The line containing "APRS packet and" marks where to begin. Write out that line and every line after it exactly, through the last line below.

══ Extracted data ══

//! APRS Digipeater Path Router
//!
//! This crate decides whether a digipeater repeats an APRS packet and
//! rewrites the packet's path when it does.
//!
//! # Architecture
//!
//! The router is configured with its own callsign and a list of alias rules
//! (`WIDE1`, `WIDE2-2`, `RELAY`). For each packet it examines the first hop
//! that has not yet repeated it:
//!
//! - **Explicit routing**: the hop is the router's callsign and gets marked used
//! - **n-N routing**: the hop is a `WIDEn-N` style alias; the router consumes
//!   one hop and inserts its callsign
//! - **Explicit aliases**: the hop is a configured alias such as `RELAY`
//!
//! Routing is pure: the input packet is never modified and nothing is
//! remembered between calls.
//!
//! # Example
//!
//! ```rust
//! use aprs_packet::Packet;
//! use aprs_route::{RouteOutcome, Router, RouterConfig};
//!
//! let config = RouterConfig::from_rules("DIGI", "WIDE1,WIDE2").unwrap();
//! let router = Router::new(config);
//!
//! let packet: Packet = "N0CALL>APRS,WIDE1-1,WIDE2-1:data".parse().unwrap();
//! if let RouteOutcome::Repeat(routed) = router.route(&packet) {
//!     assert_eq!(routed.to_string(), "N0CALL>APRS,DIGI*,WIDE1,WIDE2-1:data");
//! }
//! ```

pub mod boundary;
pub mod config;
pub mod diagnostics;
pub mod engine;
pub mod error;

pub use boundary::{route_packet, try_route_packet};
pub use config::{parse_rules, AliasRule, DecrementPolicy, RouterConfig};
pub use diagnostics::{ActionKind, AnnotatedLine, RouteReport, RoutingAction};
pub use engine::{route, IgnoreReason, RouteOutcome, Router};
pub use error::{ConfigError, RouteError};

═══

- Answer to this task
//! This crate decides whether a digipeater repeats an APRS packet and
//! rewrites the packet's path when it does.
//!
//! # Architecture
//!
//! The router is configured with its own callsign and a list of alias rules
//! (`WIDE1`, `WIDE2-2`, `RELAY`). For each packet it examines the first hop
//! that has not yet repeated it:
//!
//! - **Explicit routing**: the hop is the router's callsign and gets marked used
//! - **n-N routing**: the hop is a `WIDEn-N` style alias; the router consumes
//!   one hop and inserts its callsign
//! - **Explicit aliases**: the hop is a configured alias such as `RELAY`
//!
//! Routing is pure: the input packet is never modified and nothing is
//! remembered between calls.
//!
//! # Example
//!
//! ```rust
//! use aprs_packet::Packet;
//! use aprs_route::{RouteOutcome, Router, RouterConfig};
//!
//! let config = RouterConfig::from_rules("DIGI", "WIDE1,WIDE2").unwrap();
//! let router = Router::new(config);
//!
//! let packet: Packet = "N0CALL>APRS,WIDE1-1,WIDE2-1:data".parse().unwrap();
//! if let RouteOutcome::Repeat(routed) = router.route(&packet) {
//!     assert_eq!(routed.to_string(), "N0CALL>APRS,DIGI*,WIDE1,WIDE2-1:data");
//! }
//! ```

pub mod boundary;
pub mod config;
pub mod diagnostics;
pub mod engine;
pub mod error;

pub use boundary::{route_packet, try_route_packet};
pub use config::{parse_rules, AliasRule, DecrementPolicy, RouterConfig};
pub use diagnostics::{ActionKind, AnnotatedLine, RouteReport, RoutingAction};
pub use engine::{route, IgnoreReason, RouteOutcome, Router};
pub use error::{ConfigError, RouteError};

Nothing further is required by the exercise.